§ Given records:
/// A Ruby method signature with all parameter kinds.
///
/// Slot order matches declaration-syntax precedence:
/// requireds → optionals → rest → posts → keywords → keyword_rest.
/// Anonymous `*`/`**` record placeholder names; only slot presence matters
/// to the matcher. A `Signature` is immutable once built.
#[derive(Debug, Clone, Default, PartialEq, Eq, Serialize, Deserialize)]
pub struct Signature {
    /// Required positional parameters, e.g. `a, b` in `def f(a, b)`.
    requireds: Vec<String>,
    /// Optional positional parameters with defaults, bound after `requireds`.
    optionals: Vec<OptionalParam>,
    /// Splat parameter name, e.g. `rest` in `def f(*rest)`.
    rest: Option<String>,
    /// Required positionals declared after the splat, bound from the back.
    posts: Vec<String>,
    /// Keyword parameters, unique by label.
    keywords: Vec<KeywordParam>,
    /// Keyword-splat name, e.g. `kw` in `def f(**kw)`.
    keyword_rest: Option<String>,
}

impl Signature {
    pub fn new(
        requireds: Vec<String>,
        optionals: Vec<OptionalParam>,
        rest: Option<String>,
        posts: Vec<String>,
        keywords: Vec<KeywordParam>,
        keyword_rest: Option<String>,
    ) -> Self {
        Self {
            requireds,
            optionals,
            rest,
            posts,
            keywords,
            keyword_rest,
        }
    }

    #[must_use]
    pub fn requireds(&self) -> &[String] {
        &self.requireds
    }

    #[must_use]
    pub fn optionals(&self) -> &[OptionalParam] {
        &self.optionals
    }

    #[must_use]
    pub fn rest(&self) -> Option<&str> {
        self.rest.as_deref()
    }

    #[must_use]
    pub fn posts(&self) -> &[String] {
        &self.posts
    }

    #[must_use]
    pub fn keywords(&self) -> &[KeywordParam] {
        &self.keywords
    }

    #[must_use]
    pub fn keyword_rest(&self) -> Option<&str> {
        self.keyword_rest.as_deref()
    }

    /// Whether any keyword parameter or a keyword-splat is declared.
    #[must_use]
    pub fn has_keywords(&self) -> bool {
        !self.keywords.is_empty() || self.keyword_rest.is_some()
    }

    /// Whether at least one keyword parameter has no default.
    #[must_use]
    pub fn has_required_keywords(&self) -> bool {
        self.keywords.iter().any(KeywordParam::is_required)
    }

    /// Validates the trailing argument as the call's keyword hash, then
    /// resolves what precedes it positionally.
    fn bind_with_keyword_hash(&self, args: &[CallArg]) -> Result<(), BindFailure> {
        let Some((candidate, positional)) = args.split_last() else {
            return Err(BindFailure::KwparamRequired);
        };
        self.check_keyword_hash(candidate)?;
        self.bind_positional(positional)
    }

    /// Checks whether `arg` can serve as the keyword hash of a call.
    ///
    /// Non-literal arguments pass: their runtime shape cannot be known
    /// statically, and rejecting them would flag valid calls. Only a hash
    /// literal has its keys compared against the declared labels.
    fn check_keyword_hash(&self, arg: &CallArg) -> Result<(), BindFailure> {
        let Some(keys) = arg.hash_keys() else {
            if arg.is_literal() {
                return Err(BindFailure::KwparamShouldBeHash {
                    source: arg.source().to_owned(),
                });
            }
            return Ok(());
        };

        let received: IndexSet<&str> = keys.iter().map(String::as_str).collect();
        let missing: Vec<String> = self
            .keywords
            .iter()
            .filter(|keyword| keyword.is_required() && !received.contains(keyword.label()))
            .map(|keyword| keyword.label().to_owned())
            .collect();
        if !missing.is_empty() {
            return Err(BindFailure::KwparamNotFound { names: missing });
        }

        // A keyword-splat absorbs unrecognized keys.
        if self.keyword_rest.is_some() {
            return Ok(());
        }
        let declared: IndexSet<&str> = self.keywords.iter().map(KeywordParam::label).collect();
        let unexpected: Vec<String> = received
            .iter()
            .filter(|key| !declared.contains(*key))
            .map(|key| (*key).to_owned())
            .collect();
        if !unexpected.is_empty() {
            return Err(BindFailure::UnexpectedKwparam { names: unexpected });
        }
        Ok(())
    }

    /// Resolves remaining arguments against the optional/splat/post slots.
    fn bind_positional(&self, args: &[CallArg]) -> Result<(), BindFailure> {
        // Post-splat parameters consume from the back.
        let required = self.posts.len();
        let Some(leading) = args.len().checked_sub(required) else {
            return Err(BindFailure::InsufficientPostRestPositional {
                received: args.len(),
                required,
            });
        };
        let leading = &args[..leading];

        // A splat absorbs everything left.
        if self.rest.is_some() {
            return Ok(());
        }
        if !self.optionals.is_empty() {
            if leading.len() <= self.optionals.len() {
                return Ok(());
            }
            return Err(BindFailure::TooManyArguments);
        }
        if leading.is_empty() {
            Ok(())
        } else {
            Err(BindFailure::TooManyArguments)
        }
    }
}
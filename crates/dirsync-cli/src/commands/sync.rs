//! Sync command implementation

use std::path::{Path, PathBuf};

use colored::Colorize;
use dirsync_core::{DirectoryOverride, SyncEngine, SyncOptions, load_files};

use super::resolve_files;
use crate::error::Result;

/// Arguments of `dirsync sync`
#[derive(Debug, Clone)]
pub struct SyncArgs {
    pub files: Vec<PathBuf>,
    pub lock_file: PathBuf,
    pub locked: bool,
    pub lazy: bool,
    pub directories: Vec<DirectoryOverride>,
}

/// Run the sync command in `cwd`
pub fn run_sync(cwd: &Path, args: SyncArgs) -> Result<()> {
    let loaded = load_files(&resolve_files(cwd, &args.files))?;
    let engine = SyncEngine::new(cwd).with_secrets(loaded.secrets);
    let options = SyncOptions {
        locked: args.locked,
        allow_lazy: args.lazy,
        directory_overrides: args.directories,
    };

    let report = engine.sync(&loaded.config, &args.lock_file, &options)?;

    for path in &report.skipped {
        println!("{} {} (unchanged)", "skipped".yellow().bold(), path);
    }
    for path in &report.directories {
        println!("{} {}", "synced".green().bold(), path);
    }
    if report.lock_updated {
        println!(
            "{} {}",
            "Lock config written to".green(),
            args.lock_file.display()
        );
    } else {
        println!("{}", "Lock config unchanged".dimmed());
    }
    Ok(())
}
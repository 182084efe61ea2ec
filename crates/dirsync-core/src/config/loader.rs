//! Multi-document config loading

use std::path::{Path, PathBuf};

use serde::Deserialize;
use serde_yaml::Value;

use super::{CONFIG_KIND, Config, check_header};
use crate::secrets::{ConfigMap, ConfigMapDocument, DocumentSecrets, Secret, SecretDocument};
use crate::{Error, Result};

/// Everything found in a config document stream.
#[derive(Debug, Clone)]
pub struct LoadedDocuments {
    /// All `Config` documents concatenated in stream order
    pub config: Config,
    pub secrets: DocumentSecrets,
}

/// Load and merge every document of every file in `paths`.
///
/// Fails when no `Config` document was found. The merged config is not
/// validated here; see [`Config::validate`].
pub fn load_files(paths: &[PathBuf]) -> Result<LoadedDocuments> {
    let mut config: Option<Config> = None;
    let mut secrets = DocumentSecrets::default();

    for path in paths {
        let text = std::fs::read_to_string(path).map_err(|source| Error::Read {
            path: path.clone(),
            source,
        })?;
        collect(&text, &origin(path), &mut config, &mut secrets)?;
    }

    let config = config.ok_or(Error::MissingConfig)?;
    Ok(LoadedDocuments { config, secrets })
}

/// Load documents from in-memory text, labelled `origin` in errors.
pub fn load_str(text: &str, origin: &str) -> Result<LoadedDocuments> {
    let mut config = None;
    let mut secrets = DocumentSecrets::default();
    collect(text, origin, &mut config, &mut secrets)?;
    let config = config.ok_or(Error::MissingConfig)?;
    Ok(LoadedDocuments { config, secrets })
}

fn origin(path: &Path) -> String {
    path.display().to_string()
}

fn collect(
    text: &str,
    origin: &str,
    config: &mut Option<Config>,
    secrets: &mut DocumentSecrets,
) -> Result<()> {
    let parse = |source: serde_yaml::Error| Error::Parse {
        origin: origin.to_string(),
        source,
    };

    for document in serde_yaml::Deserializer::from_str(text) {
        let value = Value::deserialize(document).map_err(parse)?;
        if value.is_null() {
            continue;
        }

        let kind = value
            .get("kind")
            .and_then(Value::as_str)
            .unwrap_or_default()
            .to_string();
        match kind.as_str() {
            CONFIG_KIND => {
                let doc: Config = serde_yaml::from_value(value).map_err(parse)?;
                check_header(&doc.api_version, &doc.kind, CONFIG_KIND)?;
                match config {
                    Some(existing) => existing.extend(doc),
                    None => *config = Some(doc),
                }
            }
            "Secret" => {
                let doc: SecretDocument = serde_yaml::from_value(value).map_err(parse)?;
                secrets.push_secret(Secret::try_from(doc)?);
            }
            "ConfigMap" => {
                let doc: ConfigMapDocument = serde_yaml::from_value(value).map_err(parse)?;
                secrets.push_config_map(ConfigMap::from(doc));
            }
            other => {
                return Err(Error::config(format!(
                    "Unknown document kind '{other}' in {origin}"
                )));
            }
        }
    }

    tracing::debug!(origin, "loaded config documents");
    Ok(())
}
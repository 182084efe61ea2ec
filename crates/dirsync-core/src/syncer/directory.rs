//! `directory`: copy of a local directory

use std::path::{Path, PathBuf};

use dirsync_fs::staging::ROOT_PREFIX;
use dirsync_fs::{TempArea, io};

use super::{SourceSyncer, SyncContext, misdispatched};
use crate::config::{Source, SourceKind};
use crate::lock::{DirectoryLock, LockSource};
use crate::{Error, Result};

#[derive(Debug, Clone)]
pub struct DirectorySyncer {
    src: PathBuf,
}

impl DirectorySyncer {
    pub fn new(src: impl Into<PathBuf>) -> Self {
        Self { src: src.into() }
    }
}

pub(super) fn build(source: &Source, ctx: &SyncContext<'_>) -> Result<Box<dyn SourceSyncer>> {
    match source {
        Source::Directory(local) => Ok(Box::new(DirectorySyncer::new(ctx.base.join(&local.path)))),
        other => Err(misdispatched(SourceKind::Directory, other)),
    }
}

impl SourceSyncer for DirectorySyncer {
    fn sync(&self, dst: &Path, _temp: &dyn TempArea) -> Result<LockSource> {
        if !self.src.is_dir() {
            return Err(Error::fetch(format!(
                "Expected local directory '{}' to exist",
                self.src.display()
            )));
        }

        // A source that contains the working directory would otherwise
        // copy the staging tree into itself
        io::copy_tree_filtered(&self.src, dst, |rel| {
            rel.file_name()
                .is_some_and(|name| name.to_string_lossy().starts_with(ROOT_PREFIX))
        })?;
        tracing::debug!(src = %self.src.display(), dst = %dst.display(), "copied local directory");
        Ok(LockSource::Directory(DirectoryLock {}))
    }
}
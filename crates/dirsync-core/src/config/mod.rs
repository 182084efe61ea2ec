//! Configuration documents
//!
//! - [`Config`]: directories and their contents, each with one [`Source`]
//! - validation of paths, patterns and overlap, run before anything is fetched
//! - [`load_files`]: multi-document loading alongside Secret/ConfigMap records

mod loader;
mod overlap;
mod schema;
mod source;

pub use loader::{LoadedDocuments, load_files, load_str};
pub use overlap::validate_overlap;
pub use schema::{Config, Content, Directory, Permissions};
pub use source::{
    CatalogSource, DirectorySource, GitSource, GithubReleaseSource, HelmChartSource,
    HelmRepository, HttpSource, ImageSource, ImgpkgBundleSource, InlineRef, InlineSource,
    InlineSourceRef, ManualSource, SecretRef, Source, SourceKind,
};

use dirsync_fs::{NormalizedPath, validate_managed_path};

use crate::{Error, Result};

/// Version tag carried by every Config and LockConfig document.
pub const API_VERSION: &str = "dirsync.dev/v1alpha1";

pub const CONFIG_KIND: &str = "Config";

pub const LOCK_KIND: &str = "LockConfig";

/// Config file looked up in the working directory by default.
pub const DEFAULT_CONFIG_FILE: &str = "dirsync.yml";

/// Lock file written next to the config by default.
pub const DEFAULT_LOCK_FILE: &str = "dirsync.lock.yml";

/// Check a document's `apiVersion` and `kind` against the expected pair.
pub(crate) fn check_header(api_version: &str, kind: &str, expected_kind: &'static str) -> Result<()> {
    if kind != expected_kind {
        return Err(Error::Kind {
            found: kind.to_string(),
            expected: expected_kind,
        });
    }
    if api_version != API_VERSION {
        return Err(Error::ApiVersion {
            kind: kind.to_string(),
            found: api_version.to_string(),
            expected: API_VERSION,
        });
    }
    Ok(())
}

impl Config {
    /// Check every rule that can be decided without touching the network.
    pub fn validate(&self) -> Result<()> {
        check_header(&self.api_version, &self.kind, CONFIG_KIND)?;

        for directory in &self.directories {
            validate_managed_path(&directory.path)?;

            for content in &directory.contents {
                if !content.is_entire_directory() {
                    validate_managed_path(&content.path)?;
                    validate_relative("content path", &content.path)?;
                }
                if let Some(new_root) = &content.new_root_path {
                    validate_managed_path(new_root)?;
                    validate_relative("newRootPath", new_root)?;
                }
                content.filter()?;
                validate_source(&content.source, &content.path)?;
            }
        }

        validate_overlap(self)
    }

    /// Append the directories of `other`, keeping declaration order.
    pub fn extend(&mut self, other: Config) {
        self.directories.extend(other.directories);
    }
}

fn validate_relative(what: &str, path: &NormalizedPath) -> Result<()> {
    if path.is_absolute() || path.escapes_base() {
        return Err(Error::config(format!(
            "Expected {what} '{path}' to stay within its directory"
        )));
    }
    Ok(())
}

fn validate_source(source: &Source, content_path: &NormalizedPath) -> Result<()> {
    match source {
        Source::Inline(inline) => {
            for entry in &inline.paths_from {
                if entry.secret_ref.is_some() == entry.config_map_ref.is_some() {
                    return Err(Error::config(format!(
                        "Expected exactly one of secretRef or configMapRef in pathsFrom of content '{content_path}'"
                    )));
                }
            }
            Ok(())
        }
        Source::Directory(local) if local.path.trim().is_empty() => Err(Error::config(format!(
            "Expected directory source path of content '{content_path}' to not be empty"
        ))),
        _ => Ok(()),
    }
}
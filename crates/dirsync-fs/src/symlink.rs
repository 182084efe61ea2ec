//! Symlink containment checks for fetched trees

use std::path::{Component, Path};

use walkdir::WalkDir;

use crate::{Error, Result, io::walk_error};

/// Verify that every symlink under `root` resolves inside `root`.
///
/// Each link is resolved to an absolute path (following chains of links).
/// The resolved path must be `root` itself or nested below it, compared
/// segment by segment. A link whose target cannot be resolved, for example
/// because it does not exist, is rejected as well.
pub fn validate_symlinks(root: &Path) -> Result<()> {
    let root_abs = dunce::canonicalize(root).map_err(|e| Error::io("resolve", root, e))?;
    let root_segments: Vec<Component<'_>> = root_abs.components().collect();

    for entry in WalkDir::new(&root_abs).follow_links(false).min_depth(1) {
        let entry = entry.map_err(|e| walk_error(&root_abs, e))?;
        if !entry.path_is_symlink() {
            continue;
        }

        let target =
            dunce::canonicalize(entry.path()).map_err(|source| Error::SymlinkUnresolvable {
                path: entry.path().to_path_buf(),
                source,
            })?;
        let target_segments: Vec<Component<'_>> = target.components().collect();

        let contained = target_segments.len() >= root_segments.len()
            && target_segments[..root_segments.len()] == root_segments[..];
        if !contained {
            return Err(Error::SymlinkEscape {
                target,
                root: root_abs.clone(),
            });
        }
        tracing::trace!(link = %entry.path().display(), target = %target.display(), "symlink contained");
    }

    Ok(())
}
//! Core orchestration layer for dirsync
//!
//! Populates local directories from declared content sources and records
//! what was fetched in a lock file:
//!
//! - **Config model**: directories, contents and their [`Source`]s, loaded
//!   from YAML document streams alongside Secret/ConfigMap records
//! - **Validation**: path, pattern and overlap rules, checked before any fetch
//! - **Lock reconciliation**: [`LockConfig`] building, folding and
//!   idempotent persistence
//! - **Lazy sync**: digest-based skipping of unchanged contents
//! - **Source syncers**: the [`SourceSyncer`] contract and its registry
//! - **SyncEngine**: staging, filtering, symlink checks and atomic replacement
//!
//! # Architecture
//!
//! ```text
//!            dirsync-cli
//!                 |
//!           dirsync-core
//!                 |
//!         +-------+-------+
//!         |               |
//!     dirsync-fs     dirsync-git
//! ```

pub mod config;
pub mod error;
pub mod lazy;
pub mod lock;
pub mod secrets;
pub mod sync;
pub mod syncer;

pub use config::{Config, Content, Directory, LoadedDocuments, Source, SourceKind, load_files};
pub use error::{Error, Result};
pub use lazy::{LazyDecision, config_digest};
pub use lock::{LockConfig, LockContent, LockDirectory, LockSource};
pub use secrets::{ConfigMap, DocumentSecrets, Secret, SecretLookup};
pub use sync::{DirectoryOverride, SyncEngine, SyncOptions, SyncReport};
pub use syncer::{SourceSyncer, SyncContext, SyncerRegistry};
//! End-to-end sync runs with fake source syncers

use std::cell::RefCell;
use std::fs;
use std::path::{Path, PathBuf};
use std::rc::Rc;

use dirsync_core::config::{DEFAULT_LOCK_FILE, HttpSource, load_str};
use dirsync_core::lock::HttpLock;
use dirsync_core::{
    DirectoryOverride, Error, LockConfig, LockSource, Result, Source, SourceKind, SourceSyncer,
    SyncEngine, SyncOptions, SyncReport, SyncerRegistry,
};
use dirsync_fs::TempArea;
use dirsync_test_utils::workspace::TestWorkspace;
use pretty_assertions::assert_eq;

const HEADER: &str = "apiVersion: dirsync.dev/v1alpha1\nkind: Config\n";

/// Sources seen by the fake http factory, one per fetch.
#[derive(Clone, Default)]
struct Recorder(Rc<RefCell<Vec<HttpSource>>>);

impl Recorder {
    fn count(&self) -> usize {
        self.0.borrow().len()
    }

    fn last(&self) -> HttpSource {
        self.0.borrow().last().cloned().unwrap()
    }
}

/// Writes a fixed file set, like an unpacked archive.
struct FakeArchive {
    url: String,
    files: &'static [(&'static str, &'static str)],
}

impl SourceSyncer for FakeArchive {
    fn sync(&self, dst: &Path, temp: &dyn TempArea) -> Result<LockSource> {
        // Exercise the scratch area the way a real download would
        let download = temp.temp_file("http-")?;
        fs::write(download.path(), "archive").unwrap();

        fs::create_dir_all(dst).unwrap();
        for (path, text) in self.files {
            let target = dst.join(path);
            fs::create_dir_all(target.parent().unwrap()).unwrap();
            fs::write(target, text).unwrap();
        }
        Ok(LockSource::Http(HttpLock {
            url: self.url.clone(),
            sha256: "f00d".to_string(),
        }))
    }
}

fn archive_registry(
    files: &'static [(&'static str, &'static str)],
    recorder: &Recorder,
) -> SyncerRegistry {
    let recorder = recorder.clone();
    let mut registry = SyncerRegistry::with_builtins();
    registry.register(SourceKind::Http, move |source, _ctx| {
        let Source::Http(http) = source else {
            panic!("expected http source");
        };
        recorder.0.borrow_mut().push(http.clone());
        Ok(Box::new(FakeArchive {
            url: http.url.clone(),
            files,
        }) as Box<dyn SourceSyncer>)
    });
    registry
}

fn run(engine: &SyncEngine, yaml: &str, options: &SyncOptions) -> Result<SyncReport> {
    let loaded = load_str(yaml, "test")?;
    engine.sync(&loaded.config, Path::new(DEFAULT_LOCK_FILE), options)
}

fn lock_of(ws: &TestWorkspace) -> LockConfig {
    LockConfig::load(&ws.path(DEFAULT_LOCK_FILE)).unwrap()
}

const SIMPLE_FILES: &[(&str, &str)] = &[("file.txt", "content")];

fn http_config(dir: &str, content: &str, extra: &str) -> String {
    format!(
        "{HEADER}directories:\n- path: {dir}\n  contents:\n  - path: {content}\n{extra}    http:\n      url: https://example.com/{content}.tgz\n"
    )
}

#[test]
fn manual_entire_directory_is_pass_through() {
    let ws = TestWorkspace::new();
    ws.write_file("vendor/X", "x");
    ws.write_file("vendor/Y", "y");
    let engine = SyncEngine::new(ws.root());

    let yaml = format!("{HEADER}directories:\n- path: vendor\n  contents:\n  - path: .\n    manual: {{}}\n");
    let report = run(&engine, &yaml, &SyncOptions::default()).unwrap();

    assert_eq!(ws.list_files("vendor"), vec!["X".to_string(), "Y".to_string()]);
    assert!(report.lock_updated);
    let lock = lock_of(&ws);
    assert_eq!(lock.directories.len(), 1);
    assert_eq!(lock.directories[0].path.as_str(), "vendor");
    assert_eq!(lock.directories[0].contents.len(), 1);
    assert_eq!(lock.directories[0].contents[0].path.as_str(), ".");
    assert_eq!(lock.directories[0].contents[0].source.kind(), SourceKind::Manual);
    assert!(ws.staging_leftovers().is_empty());
}

#[test]
fn abandoned_staging_root_is_removed_by_next_run() {
    let ws = TestWorkspace::new();
    ws.write_file(".dirsync-tmp-0123456789abcdef/staging/partial.bin", "partial");
    ws.write_file("vendor/X", "x");
    let engine = SyncEngine::new(ws.root());
    let yaml = format!("{HEADER}directories:\n- path: vendor\n  contents:\n  - path: .\n    manual: {{}}\n");

    run(&engine, &yaml, &SyncOptions::default()).unwrap();

    assert!(ws.staging_leftovers().is_empty(), "{:?}", ws.staging_leftovers());
    ws.assert_file_contents("vendor/X", "x");
}

#[test]
fn second_identical_run_leaves_lock_alone() {
    let ws = TestWorkspace::new();
    let recorder = Recorder::default();
    let engine = SyncEngine::new(ws.root()).with_registry(archive_registry(SIMPLE_FILES, &recorder));
    let yaml = http_config("vendor", "lib", "");

    assert!(run(&engine, &yaml, &SyncOptions::default()).unwrap().lock_updated);
    let before = ws.read_lock();
    let report = run(&engine, &yaml, &SyncOptions::default()).unwrap();

    assert!(!report.lock_updated);
    assert_eq!(ws.read_lock(), before);
    assert_eq!(recorder.count(), 2);
}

§ Task:
Search the data above for the string "IndexSet" and report each line that holds it.

§ Response:
        let received: IndexSet<&str> = keys.iter().map(String::as_str).collect();
        let declared: IndexSet<&str> = self.keywords.iter().map(KeywordParam::label).collect();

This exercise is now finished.